Dirinya yakin jika dijadikan dalam satu forum semuanya akan terbuka. Mulai dari penerbitan Surat Persetujuan Berlayar (SPB), legalitas muatan kapal berupa nikel hingga dokumen pelayaran yang disinyalir tidak lengkap. Itu, kata dia akan terbuka dalam RDP, agar publik tau.

Selain itu, salah satu aktivis nasional asal Konawe Utara ini juga menyebutkan solusinya adalah RDP, dan itu akan jelas apa alasan Syahbandar Molawe menerbitkan Surat Persetujuan Berlayar untuk 3 kapal tongkang itu, dan pihak Lanal Kendari juga tentu harus terbuka terkait alasan mereka mengamankan ketiga kapal tersebut.

“Satu hal yang perlu menjadi perhatian peran Dishub Sultra yakni berkaitan dengan legalitas jetty yang digunakan oleh ketiga kapal tongkang apakah ada memiliki izin operasional atau tidak.
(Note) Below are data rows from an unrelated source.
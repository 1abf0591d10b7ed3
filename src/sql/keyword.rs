use std::str::FromStr;

use strum::EnumString;

/// Keywords of the query language.
///
/// Keywords are matched case-insensitively and contextually: the lexer emits
/// plain identifiers, and the statement parser decides where a keyword is
/// expected. `To`, `By` and `Set` only act as keywords in their clause
/// position and remain usable as column names.
#[derive(Debug, Clone, Copy, PartialEq, Eq, EnumString)]
#[strum(ascii_case_insensitive)]
pub enum Keyword {
    Create,
    Table,
    Insert,
    Update,
    Delete,
    Join,
    Where,

    // Type names
    Int32,
    String,
    Bytes,
    Bool,

    // Column attributes
    Key,
    Unique,
    Autoincrement,

    Index,
    Unordered,
    Ordered,
    On,

    Select,
    From,
    Values,
    As,

    // Contextual keywords, not reserved
    To,
    By,
    Set,
}

impl Keyword {
    /// Parses a word as a keyword, case-insensitively.
    pub fn parse(word: &str) -> Option<Keyword> {
        Keyword::from_str(word).ok()
    }

    /// Whether this keyword may not be used as a table or column name.
    pub fn is_reserved(self) -> bool {
        !matches!(self, Keyword::To | Keyword::By | Keyword::Set)
    }
}

/// Whether a word is reserved and therefore unusable as a name.
pub fn is_reserved_word(word: &str) -> bool {
    Keyword::parse(word).is_some_and(Keyword::is_reserved)
}

/// Whether a name matches the identifier shape `[A-Za-z][A-Za-z0-9_]*`.
///
/// Reserved-word rejection is a separate check ([`is_reserved_word`]).
pub fn is_identifier(name: &str) -> bool {
    let mut chars = name.chars();
    match chars.next() {
        Some(first) if first.is_ascii_alphabetic() => {}
        _ => return false,
    }
    chars.all(|ch| ch.is_ascii_alphanumeric() || ch == '_')
}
Sebab kapal yang menggunakan jetty yang tidak memiliki izin pengoperasian namun diterbitkan SPB nya wajib untuk di pertanyakan,” sebutnya.

“Apalagi ini sudah sering terjadi di wilayah Konawe Utara. Bagaimana perusahaan-perusahaan tambang menggunakan jetty tak berizin tetapi tetap diterbitkan Surat Persetujuan Berlayar oleh Syahbandar. Maka dari itu pihak Kepolisian khususnya Polda Sultra untuk melakukan penyelidikan maupun penindakan dari hasil RDP nanti jika ada indikasi dugaan kesalahan,” tambah Direktur Ampuh Sultra ini. (Usman)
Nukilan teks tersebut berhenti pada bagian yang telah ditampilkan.